Your instructions: Your answer should be the lines below from the one holding "let mut args = std::env::args().skip(1);" through the one holding "on any error.", copied exactly and with nothing else.

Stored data
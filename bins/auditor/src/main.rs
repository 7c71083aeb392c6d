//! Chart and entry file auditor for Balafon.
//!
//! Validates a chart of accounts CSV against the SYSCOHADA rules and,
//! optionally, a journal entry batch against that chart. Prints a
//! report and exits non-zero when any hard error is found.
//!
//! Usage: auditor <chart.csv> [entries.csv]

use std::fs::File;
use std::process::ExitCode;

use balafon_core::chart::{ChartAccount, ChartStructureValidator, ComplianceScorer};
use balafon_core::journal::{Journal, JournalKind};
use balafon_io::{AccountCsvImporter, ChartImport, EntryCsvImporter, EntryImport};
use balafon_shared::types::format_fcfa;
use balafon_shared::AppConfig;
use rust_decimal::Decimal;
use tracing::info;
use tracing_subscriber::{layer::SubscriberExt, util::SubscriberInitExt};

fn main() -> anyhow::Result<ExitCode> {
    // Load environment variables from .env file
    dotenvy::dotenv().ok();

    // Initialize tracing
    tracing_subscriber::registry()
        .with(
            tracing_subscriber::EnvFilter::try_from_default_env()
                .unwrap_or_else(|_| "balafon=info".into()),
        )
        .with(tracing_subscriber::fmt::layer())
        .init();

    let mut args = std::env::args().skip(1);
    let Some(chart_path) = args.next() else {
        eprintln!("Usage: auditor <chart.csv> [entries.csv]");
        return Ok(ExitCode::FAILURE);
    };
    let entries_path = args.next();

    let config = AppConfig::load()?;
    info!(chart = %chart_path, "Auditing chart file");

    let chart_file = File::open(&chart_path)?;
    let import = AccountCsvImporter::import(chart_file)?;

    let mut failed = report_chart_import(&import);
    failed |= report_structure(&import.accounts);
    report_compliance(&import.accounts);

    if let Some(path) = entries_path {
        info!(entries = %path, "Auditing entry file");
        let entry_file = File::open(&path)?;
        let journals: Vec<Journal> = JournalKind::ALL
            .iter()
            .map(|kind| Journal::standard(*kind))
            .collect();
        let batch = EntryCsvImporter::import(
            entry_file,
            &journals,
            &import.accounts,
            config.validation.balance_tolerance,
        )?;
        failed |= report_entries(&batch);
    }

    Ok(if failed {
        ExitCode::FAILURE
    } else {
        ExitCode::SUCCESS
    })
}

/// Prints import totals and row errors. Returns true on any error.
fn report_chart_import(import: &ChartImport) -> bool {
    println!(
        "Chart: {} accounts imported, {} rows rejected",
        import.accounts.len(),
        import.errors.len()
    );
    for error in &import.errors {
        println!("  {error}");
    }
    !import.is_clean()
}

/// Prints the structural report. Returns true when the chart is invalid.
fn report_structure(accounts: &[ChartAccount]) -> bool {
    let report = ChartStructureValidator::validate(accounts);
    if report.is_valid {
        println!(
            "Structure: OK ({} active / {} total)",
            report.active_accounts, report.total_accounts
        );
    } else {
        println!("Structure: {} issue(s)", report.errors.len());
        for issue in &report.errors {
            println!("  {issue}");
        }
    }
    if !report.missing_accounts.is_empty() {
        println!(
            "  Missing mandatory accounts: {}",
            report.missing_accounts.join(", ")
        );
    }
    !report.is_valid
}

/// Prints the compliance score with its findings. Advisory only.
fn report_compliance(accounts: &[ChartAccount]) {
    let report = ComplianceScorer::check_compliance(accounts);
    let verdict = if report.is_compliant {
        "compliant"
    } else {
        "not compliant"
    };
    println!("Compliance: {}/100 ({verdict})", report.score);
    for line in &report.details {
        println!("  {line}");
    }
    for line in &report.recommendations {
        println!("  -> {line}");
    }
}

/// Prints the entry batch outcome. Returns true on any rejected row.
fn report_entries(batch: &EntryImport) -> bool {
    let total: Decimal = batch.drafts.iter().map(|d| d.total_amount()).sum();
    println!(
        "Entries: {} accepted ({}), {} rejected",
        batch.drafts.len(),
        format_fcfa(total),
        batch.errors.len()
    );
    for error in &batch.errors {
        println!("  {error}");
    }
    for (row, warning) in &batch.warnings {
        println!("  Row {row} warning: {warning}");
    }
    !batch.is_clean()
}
---
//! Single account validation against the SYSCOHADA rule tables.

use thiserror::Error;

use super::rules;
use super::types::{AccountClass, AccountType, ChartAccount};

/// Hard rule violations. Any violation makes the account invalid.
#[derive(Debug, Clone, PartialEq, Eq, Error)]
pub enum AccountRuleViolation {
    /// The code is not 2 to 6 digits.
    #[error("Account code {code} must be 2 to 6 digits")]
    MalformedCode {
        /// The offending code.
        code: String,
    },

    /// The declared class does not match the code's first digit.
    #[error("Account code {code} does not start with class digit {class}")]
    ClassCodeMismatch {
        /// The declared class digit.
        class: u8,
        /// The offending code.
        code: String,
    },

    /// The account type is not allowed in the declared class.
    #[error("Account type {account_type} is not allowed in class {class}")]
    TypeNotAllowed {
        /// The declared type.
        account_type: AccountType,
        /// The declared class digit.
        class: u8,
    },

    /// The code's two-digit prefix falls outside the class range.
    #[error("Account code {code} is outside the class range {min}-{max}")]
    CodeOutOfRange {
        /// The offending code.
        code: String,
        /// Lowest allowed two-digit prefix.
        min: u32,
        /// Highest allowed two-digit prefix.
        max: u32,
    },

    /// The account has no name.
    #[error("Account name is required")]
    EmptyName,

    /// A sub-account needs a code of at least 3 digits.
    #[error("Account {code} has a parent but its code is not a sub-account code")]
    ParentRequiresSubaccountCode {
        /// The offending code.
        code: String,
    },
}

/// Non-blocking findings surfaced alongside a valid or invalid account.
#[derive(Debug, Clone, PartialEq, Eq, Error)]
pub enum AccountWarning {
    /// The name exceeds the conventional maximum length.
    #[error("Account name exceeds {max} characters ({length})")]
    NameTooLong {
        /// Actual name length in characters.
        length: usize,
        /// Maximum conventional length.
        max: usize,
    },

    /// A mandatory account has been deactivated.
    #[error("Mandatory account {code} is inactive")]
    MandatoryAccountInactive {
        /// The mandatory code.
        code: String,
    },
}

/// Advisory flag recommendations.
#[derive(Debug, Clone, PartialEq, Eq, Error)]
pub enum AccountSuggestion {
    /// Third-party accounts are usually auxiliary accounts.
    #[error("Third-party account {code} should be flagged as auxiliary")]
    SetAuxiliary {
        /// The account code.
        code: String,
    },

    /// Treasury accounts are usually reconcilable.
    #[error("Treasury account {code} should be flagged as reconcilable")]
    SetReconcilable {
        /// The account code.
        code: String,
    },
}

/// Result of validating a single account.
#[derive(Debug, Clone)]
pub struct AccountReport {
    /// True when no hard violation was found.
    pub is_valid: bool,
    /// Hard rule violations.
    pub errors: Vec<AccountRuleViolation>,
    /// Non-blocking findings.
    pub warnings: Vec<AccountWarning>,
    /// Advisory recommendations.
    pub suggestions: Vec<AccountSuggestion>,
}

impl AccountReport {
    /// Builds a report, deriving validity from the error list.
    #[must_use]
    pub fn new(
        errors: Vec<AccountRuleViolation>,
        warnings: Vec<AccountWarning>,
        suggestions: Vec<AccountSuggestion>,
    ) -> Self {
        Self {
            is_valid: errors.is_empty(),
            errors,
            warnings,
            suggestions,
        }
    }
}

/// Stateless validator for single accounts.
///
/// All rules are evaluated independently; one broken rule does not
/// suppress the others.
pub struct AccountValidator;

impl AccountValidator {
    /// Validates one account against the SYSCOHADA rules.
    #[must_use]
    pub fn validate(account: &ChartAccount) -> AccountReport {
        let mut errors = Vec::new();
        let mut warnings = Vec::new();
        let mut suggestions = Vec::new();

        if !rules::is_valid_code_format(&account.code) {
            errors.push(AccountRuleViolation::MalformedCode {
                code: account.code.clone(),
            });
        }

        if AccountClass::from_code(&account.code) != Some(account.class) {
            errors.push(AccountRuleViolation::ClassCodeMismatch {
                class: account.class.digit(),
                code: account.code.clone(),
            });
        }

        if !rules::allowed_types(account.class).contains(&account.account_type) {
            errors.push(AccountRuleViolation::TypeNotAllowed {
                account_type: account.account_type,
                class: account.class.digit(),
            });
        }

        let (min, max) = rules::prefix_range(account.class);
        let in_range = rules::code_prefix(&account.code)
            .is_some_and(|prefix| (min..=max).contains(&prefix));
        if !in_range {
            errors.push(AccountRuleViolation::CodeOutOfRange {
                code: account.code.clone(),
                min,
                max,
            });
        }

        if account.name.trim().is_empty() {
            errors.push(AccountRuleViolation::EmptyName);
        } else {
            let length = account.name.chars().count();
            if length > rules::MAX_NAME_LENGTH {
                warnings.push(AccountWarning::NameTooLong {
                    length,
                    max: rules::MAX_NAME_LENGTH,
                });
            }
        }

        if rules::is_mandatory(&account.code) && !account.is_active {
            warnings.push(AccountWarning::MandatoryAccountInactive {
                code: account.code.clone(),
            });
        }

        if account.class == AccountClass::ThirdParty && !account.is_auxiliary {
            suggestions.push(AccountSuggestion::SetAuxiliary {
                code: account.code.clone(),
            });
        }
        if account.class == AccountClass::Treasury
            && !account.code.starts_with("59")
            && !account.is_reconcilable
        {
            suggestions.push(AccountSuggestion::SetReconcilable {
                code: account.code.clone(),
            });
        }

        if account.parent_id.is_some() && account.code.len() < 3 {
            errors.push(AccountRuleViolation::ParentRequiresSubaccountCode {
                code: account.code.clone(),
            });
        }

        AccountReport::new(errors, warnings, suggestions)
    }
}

Exercise answer:
    let mut args = std::env::args().skip(1);
    let Some(chart_path) = args.next() else {
        eprintln!("Usage: auditor <chart.csv> [entries.csv]");
        return Ok(ExitCode::FAILURE);
    };
    let entries_path = args.next();

    let config = AppConfig::load()?;
    info!(chart = %chart_path, "Auditing chart file");

    let chart_file = File::open(&chart_path)?;
    let import = AccountCsvImporter::import(chart_file)?;

    let mut failed = report_chart_import(&import);
    failed |= report_structure(&import.accounts);
    report_compliance(&import.accounts);

    if let Some(path) = entries_path {
        info!(entries = %path, "Auditing entry file");
        let entry_file = File::open(&path)?;
        let journals: Vec<Journal> = JournalKind::ALL
            .iter()
            .map(|kind| Journal::standard(*kind))
            .collect();
        let batch = EntryCsvImporter::import(
            entry_file,
            &journals,
            &import.accounts,
            config.validation.balance_tolerance,
        )?;
        failed |= report_entries(&batch);
    }

    Ok(if failed {
        ExitCode::FAILURE
    } else {
        ExitCode::SUCCESS
    })
}

/// Prints import totals and row errors. Returns true on any error.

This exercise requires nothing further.